In 1997 he was awarded a two-year fellowship at the Mandel School for Educational Leadership in Jerusalem, where he pursued research in the philosophy of Jewish education, remaining as an adjunct faculty of the Mandel Foundation's Visions of Jewish Education Project. Saks has taught classes in Jewish thought and the works of Shai Agnon since around 2017 at the American Seminary for girls, Amudim. He is a consulting editor for digital platform The Lehrhaus and editorial board member of the Tel Aviv Review of Books. He was formerly on the teaching faculties of Yeshivat Ohr Yerushalayim, Machon Gold, and currently teaches at Midreshet Amudim. Jeffrey Saks lives in Efrat, Israel, with his wife Ilana Goldstein Saks and their four children.

== ATID/WebYeshiva ==
In 1999, with Rabbi Chaim Brovender, Saks created ATID – The Academy for Torah Initiatives and Directions in Jewish Education, a center for training Modern Orthodox educators in Israel and the United States and research institute.
(“Atid” is Hebrew for future.)
In 2007 ATID launched WebYeshiva.org, the world's first fully interactive online yeshiva with students from the entire world.

== S. Y. Agnon ==
Saks is considered one of the leading experts in the world on the writing of Hebrew literature's only Nobel laureate, S.Y. Agnon, and serves as the Director of Research at the Agnon House in Jerusalem.
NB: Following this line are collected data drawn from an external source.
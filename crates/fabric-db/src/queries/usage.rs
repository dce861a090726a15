//! Database query functions for `llm_usage` records and the `llm_pricing`
//! table that prices them.

use anyhow::{Context, Result};
use chrono::{DateTime, Utc};
use sqlx::PgPool;
use uuid::Uuid;

use crate::models::{ModelPricing, UsageRecord, UsageStatus};

/// One completed (or failed) LLM call, ready to insert. Cost fields are
/// computed by the caller from [`ModelPricing`] before the call reaches
/// this layer -- this crate never recomputes cost from token counts.
#[derive(Debug, Clone)]
pub struct NewUsageRecord {
    pub tenant_id: String,
    pub task_id: Option<Uuid>,
    pub agent_name: String,
    pub request_id: String,
    pub provider: String,
    pub model: String,
    pub input_tokens: i64,
    pub output_tokens: i64,
    pub cache_creation_tokens: i64,
    pub cache_read_tokens: i64,
    pub cost_input_cents: i64,
    pub cost_output_cents: i64,
    pub cost_cache_creation_cents: i64,
    pub cost_cache_read_cents: i64,
    pub operation_type: String,
    pub latency_ms: i64,
    pub status: UsageStatus,
    pub prompt_hash: Option<String>,
}

pub async fn insert_usage_record(pool: &PgPool, record: NewUsageRecord) -> Result<UsageRecord> {
    let row = sqlx::query_as::<_, UsageRecord>(
        "INSERT INTO llm_usage \
            (tenant_id, task_id, agent_name, request_id, provider, model, \
             input_tokens, output_tokens, cache_creation_tokens, cache_read_tokens, \
             cost_input_cents, cost_output_cents, cost_cache_creation_cents, cost_cache_read_cents, \
             operation_type, latency_ms, status, prompt_hash) \
         VALUES ($1, $2, $3, $4, $5, $6, $7, $8, $9, $10, $11, $12, $13, $14, $15, $16, $17, $18) \
         RETURNING *",
    )
    .bind(record.tenant_id)
    .bind(record.task_id)
    .bind(record.agent_name)
    .bind(record.request_id)
    .bind(record.provider)
    .bind(record.model)
    .bind(record.input_tokens)
    .bind(record.output_tokens)
    .bind(record.cache_creation_tokens)
    .bind(record.cache_read_tokens)
    .bind(record.cost_input_cents)
    .bind(record.cost_output_cents)
    .bind(record.cost_cache_creation_cents)
    .bind(record.cost_cache_read_cents)
    .bind(record.operation_type)
    .bind(record.latency_ms)
    .bind(record.status)
    .bind(record.prompt_hash)
    .fetch_one(pool)
    .await
    .context("failed to insert usage record")?;

    Ok(row)
}

/// Sum of cost for a tenant within `[since, until)`, in cents. Drives
/// `GetMonthlyUsage` and `GetCostReport`.
pub async fn total_cost_cents_for_tenant(
    pool: &PgPool,
    tenant_id: &str,
    since: DateTime<Utc>,
    until: DateTime<Utc>,
) -> Result<i64> {
    let (total,): (Option<i64>,) = sqlx::query_as(
        "SELECT SUM(cost_input_cents + cost_output_cents + cost_cache_creation_cents + cost_cache_read_cents) \
         FROM llm_usage \
         WHERE tenant_id = $1 AND created_at >= $2 AND created_at < $3 AND status = 'ok'",
    )
    .bind(tenant_id)
    .bind(since)
    .bind(until)
    .fetch_one(pool)
    .await
    .context("failed to sum usage cost for tenant")?;

    Ok(total.unwrap_or(0))
}

/// All usage records for a single task -- `GetUsageByTask`.
pub async fn usage_for_task(pool: &PgPool, task_id: Uuid) -> Result<Vec<UsageRecord>> {
    let records = sqlx::query_as::<_, UsageRecord>(
        "SELECT * FROM llm_usage WHERE task_id = $1 ORDER BY created_at ASC",
    )
    .bind(task_id)
    .fetch_all(pool)
    .await
    .context("failed to fetch usage for task")?;

    Ok(records)
}

/// Per-model cost breakdown for a tenant within a window -- the detail
/// rows behind `GetCostReport`.
pub async fn cost_breakdown_by_model(
    pool: &PgPool,
    tenant_id: &str,
    since: DateTime<Utc>,
    until: DateTime<Utc>,
) -> Result<Vec<(String, i64)>> {
    let rows: Vec<(String, Option<i64>)> = sqlx::query_as(
        "SELECT model, SUM(cost_input_cents + cost_output_cents + cost_cache_creation_cents + cost_cache_read_cents) \
         FROM llm_usage \
         WHERE tenant_id = $1 AND created_at >= $2 AND created_at < $3 AND status = 'ok' \
         GROUP BY model ORDER BY model",
    )
    .bind(tenant_id)
    .bind(since)
    .bind(until)
    .fetch_all(pool)
    .await
    .context("failed to compute cost breakdown by model")?;

    Ok(rows
        .into_iter()
        .map(|(model, cost)| (model, cost.unwrap_or(0)))
        .collect())
}

pub async fn get_pricing(pool: &PgPool, provider: &str, model: &str) -> Result<Option<ModelPricing>> {
    let pricing = sqlx::query_as::<_, ModelPricing>(
        "SELECT * FROM llm_pricing WHERE provider = $1 AND model = $2",
    )
    .bind(provider)
    .bind(model)
    .fetch_optional(pool)
    .await
    .context("failed to fetch model pricing")?;

    Ok(pricing)
}

pub async fn list_pricing(pool: &PgPool) -> Result<Vec<ModelPricing>> {
    let pricing = sqlx::query_as::<_, ModelPricing>(
        "SELECT * FROM llm_pricing ORDER BY provider, model",
    )
    .fetch_all(pool)
    .await
    .context("failed to list model pricing")?;

    Ok(pricing)
}

/// Upsert a model's price point, used when refreshing the in-memory
/// pricing table from an operator-maintained source.
pub async fn upsert_pricing(pool: &PgPool, pricing: &ModelPricing) -> Result<ModelPricing> {
    let row = sqlx::query_as::<_, ModelPricing>(
        "INSERT INTO llm_pricing \
            (provider, model, input_cents_per_mtok, output_cents_per_mtok, \
             cache_creation_cents_per_mtok, cache_read_cents_per_mtok) \
         VALUES ($1, $2, $3, $4, $5, $6) \
         ON CONFLICT (provider, model) DO UPDATE SET \
             input_cents_per_mtok = EXCLUDED.input_cents_per_mtok, \
             output_cents_per_mtok = EXCLUDED.output_cents_per_mtok, \
             cache_creation_cents_per_mtok = EXCLUDED.cache_creation_cents_per_mtok, \
             cache_read_cents_per_mtok = EXCLUDED.cache_read_cents_per_mtok, \
             updated_at = now() \
         RETURNING *",
    )
    .bind(&pricing.provider)
    .bind(&pricing.model)
    .bind(pricing.input_cents_per_mtok)
    .bind(pricing.output_cents_per_mtok)
    .bind(pricing.cache_creation_cents_per_mtok)
    .bind(pricing.cache_read_cents_per_mtok)
    .fetch_one(pool)
    .await
    .context("failed to upsert model pricing")?;

    Ok(row)
}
Between 2013 and 2019 he was the Series Editor of the S.Y. Agnon Library at the Toby Press, publishing a 15-volume series of Agnon's writings in annotated English translation. 8 The series was singled out for praise in reviews in The New Yorker and The New York Review of Books, where literary critic Robert Alter wrote, “Jeffrey Saks has undertaken a heroic task in assembling the Agnon Library.”

== Tradition Journal ==
In January 2019 Saks was named the sixth editor in chief of Tradition: A Journal of Orthodox Jewish Thought, published by the Rabbinical Council of America. Tradition was founded in 1958 by Rabbi Norman Lamm as the leading journal of intellectual Orthodox thought, and Saks has aimed to create a greater digital presence for the journal in addition to its quarterly print issues.